WHAT TO PRODUCE » Scan the entries below for the word "UnknownReference". Copy out every line in which it occurs.

EXERCISE DATA »
• • • •
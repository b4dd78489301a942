//! Error types for the lifecycle engine.

use std::fmt;

use crate::registry::Reference;

/// Lifecycle and registry errors
///
/// Most of these never escape the engine: registry failures are logged and
/// absorbed where they occur, and lifecycle failures are treated as "service
/// not yet ready". The variants that do surface come from configuration
/// mistakes caught by [`ServiceManager::start`](crate::ServiceManager::start)
/// or from the typed accessors on [`Dependencies`](crate::Dependencies).
///
/// # Examples
///
/// ```rust
/// use ferrous_lifecycle::LifecycleError;
///
/// let missing = LifecycleError::MissingDependency("db".to_string());
/// assert_eq!(missing.to_string(), "Dependency not available: db");
///
/// let unknown = LifecycleError::UnknownLifecycle("com.example.Cache".to_string());
/// println!("Error: {}", unknown);
/// ```
#[derive(Debug, Clone, PartialEq, Eq)]
pub enum LifecycleError {
    /// The registry rejected or could not serve a request
    RegistryUnavailable(String),
    /// A reference or certificate the registry does not know about
    UnknownReference(Reference),
    /// A binding or notification names an undeclared dependency
    UnknownDependency(String),
    /// Two dependency specs share a name
    DuplicateDependency(String),
    /// A required dependency has no resolved value
    MissingDependency(String),
    /// Resolved instance has a different concrete type than requested
    TypeMismatch(&'static str),
    /// No constructor registered for a lifecycle type tag
    UnknownLifecycle(String),
    /// A lifecycle could not build or update its service
    LifecycleFailed(String),
    /// Malformed configuration document
    Config(String),
}

impl fmt::Display for LifecycleError {
    fn fmt(&self, f: &mut fmt::Formatter<'_>) -> fmt::Result {
        match self {
            LifecycleError::RegistryUnavailable(msg) => write!(f, "Registry unavailable: {}", msg),
            LifecycleError::UnknownReference(reference) => write!(f, "Unknown reference: {}", reference),
            LifecycleError::UnknownDependency(name) => write!(f, "Unknown dependency: {}", name),
            LifecycleError::DuplicateDependency(name) => write!(f, "Duplicate dependency: {}", name),
            LifecycleError::MissingDependency(name) => write!(f, "Dependency not available: {}", name),
            LifecycleError::TypeMismatch(name) => write!(f, "Type mismatch for: {}", name),
            LifecycleError::UnknownLifecycle(tag) => write!(f, "No lifecycle registered for: {}", tag),
            LifecycleError::LifecycleFailed(msg) => write!(f, "Lifecycle failed: {}", msg),
            LifecycleError::Config(msg) => write!(f, "Invalid configuration: {}", msg),
        }
    }
}

impl std::error::Error for LifecycleError {}

/// Result type for lifecycle operations
pub type LifecycleResult<T> = Result<T, LifecycleError>;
• • • •
OUTPUT FOR THIS EXERCISE »
    UnknownReference(Reference),
            LifecycleError::UnknownReference(reference) => write!(f, "Unknown reference: {}", reference),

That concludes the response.